The distribution of shear stress obtained in Table 3 is consistent with the changing trend of rotation speed and flow rate. With the increase of rotation speed, the proportion of high shear stress will increase, which is consistent with reality, because with the growth of rotation speed, the work of impeller on the fluid will increase, resulting in a higher velocity gradient. Also, the results show that most of the shear stress is distributed in the range of 0–50 Pa under different rotating speeds, and the shear stress in this range is considered to have little damage to cells in physiology.

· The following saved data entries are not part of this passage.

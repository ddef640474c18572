//! 按视口覆盖图层属性。
//!
//! `LayerOverrides` 只在内存中暂存覆盖值，未覆盖的属性回落到图层自身的取值。
//! 只有 `commit` 会写回文档；未提交就丢弃的修改不会留下任何痕迹，也不会有任何提示。

use std::collections::BTreeMap;

use serde::{Deserialize, Serialize};
use thiserror::Error;

use crate::color::{self, RawColor, Rgb};
use crate::document::{Dictionary, Document, DxfObject, DxfVersion, Tag, XRecord};
use crate::handle::Handle;
use crate::layer::{self, AttributeError, Layer, LayerAttributes};

const COLOR_OVR: &str = "ADSK_XREC_LAYER_COLOR_OVR";
const ALPHA_OVR: &str = "ADSK_XREC_LAYER_ALPHA_OVR";
const LINETYPE_OVR: &str = "ADSK_XREC_LAYER_LINETYPE_OVR";
const LINEWEIGHT_OVR: &str = "ADSK_XREC_LAYER_LINEWT_OVR";

const VIEWPORT_CODE: i32 = 335;
const COLOR_CODE: i32 = 420;
const ALPHA_CODE: i32 = 440;
const LINETYPE_CODE: i32 = 343;
const LINEWEIGHT_CODE: i32 = 91;

#[derive(Debug, Clone, PartialEq, Error)]
pub enum OverrideError {
    #[error(transparent)]
    Attribute(#[from] AttributeError),
    #[error("图层 {0} 不存在")]
    LayerNotFound(String),
    #[error("句柄为 {0} 的图层不存在")]
    LayerHandleNotFound(Handle),
    #[error("视口 {0} 不存在")]
    ViewportNotFound(Handle),
    #[error("线型 {0} 未定义")]
    UnknownLinetype(String),
    #[error("{version} 不支持 XRECORD，无法保存视口覆盖")]
    UnsupportedVersion { version: DxfVersion },
    #[error("覆盖记录 {entry} 格式错误：{message}")]
    Malformed { entry: &'static str, message: String },
}

impl OverrideError {
    fn malformed(entry: &'static str, message: impl Into<String>) -> Self {
        Self::Malformed {
            entry,
            message: message.into(),
        }
    }
}

#[derive(Debug, Clone, Copy, PartialEq, Eq, Hash)]
pub enum OverrideAttribute {
    Color,
    Rgb,
    Linetype,
    Lineweight,
    Transparency,
}

impl OverrideAttribute {
    pub const ALL: [OverrideAttribute; 5] = [
        OverrideAttribute::Color,
        OverrideAttribute::Rgb,
        OverrideAttribute::Linetype,
        OverrideAttribute::Lineweight,
        OverrideAttribute::Transparency,
    ];

    pub fn name(self) -> &'static str {
        match self {
            OverrideAttribute::Color => "color",
            OverrideAttribute::Rgb => "rgb",
            OverrideAttribute::Linetype => "linetype",
            OverrideAttribute::Lineweight => "lineweight",
            OverrideAttribute::Transparency => "transparency",
        }
    }

    pub fn from_name(name: &str) -> Option<Self> {
        Self::ALL
            .into_iter()
            .find(|attr| attr.name().eq_ignore_ascii_case(name.trim()))
    }
}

In a single cardiac cycle, the hemolysis results in Figure 11 show that there is a significant fluctuation in the hemolysis value of variable and constant speed conditions, and the maximum value is about three to five times the minimum value. It can be seen that both the speed of the blood pump and the flow of the natural heart have a significant influence on hemolysis. In terms of cumulative hemolysis in a single cardiac cycle, we can see that the variable speed condition (at the amplitude of 4000 rpm) is only 11.71% (0.00039) higher than the constant speed (7000 rpm). Still, the variable speed condition can achieve better pulsation, so it can be considered that the aortic pressure and flow pulsation can be achieved without a significant increase of hemolysis by setting a reasonable variable speed range.

5. Conclusions

In this paper, a multiscale coupling model combined with hemodynamics and CFD model is established. In the design of the structure and speed curve of the variable speed blood pump, the flow field and hemolysis caused by the coupling between the blood pump and the heart should be considered, and the impact of this coupling makes design more difficult. The model can obtain the flow field in the pump under the coupling of the pump and the cardiovascular system, which is helpful in analyzing the above-mentioned process.

Through model simulation, we can see that the blood flow generated by the natural heart will flow through the blood pump, regardless of whether the pump is working at a constant speed or a variable speed. This will change the actual working point of the blood pump, and this should be considered during the design and optimization of the blood pump. Through the comparison between the speed change curve and the constant speed, the cumulative hemolysis in a single cardiac cycle does not increase significantly. Therefore, by choosing a reasonable speed control mode, the pressure fluctuation can be achieved by changing the speed of the blood pump, and the hemolysis level will not be significantly increased. This study provides a simulation method for the analysis of the flow field, when the blood pump is coupled with the body and provides support for the research of the speed modulation of the blood pump.

The following limitations also exist in this study: Due to the limitations of model development, this study only analyzed the axial blood pump. However, because the working principles of the centrifugal pump and the axial flow pump are similar, the obtained model can still be applied to the centrifugal blood pump. The rotation speed selected in this paper restores the maximum value of aortic pressure to the normal level of about 110 mmHg. If a higher aortic pressure level is required, it can be achieved by increasing the rotation speed. This study mainly discusses the analysis and establishment of coupling models.

Data Availability

The data used to support the findings of this study are included within the article.

Conflicts of Interest

The authors declare that they have no conflicts of interest.

Acknowledgments

This research was supported by the National Nature Foundation of China (Grants nos. 51475477 and 31670999) and the Postgraduate Independent Exploration Project of Central South University (Grant no. 2018zzts144); all support is gratefully acknowledged.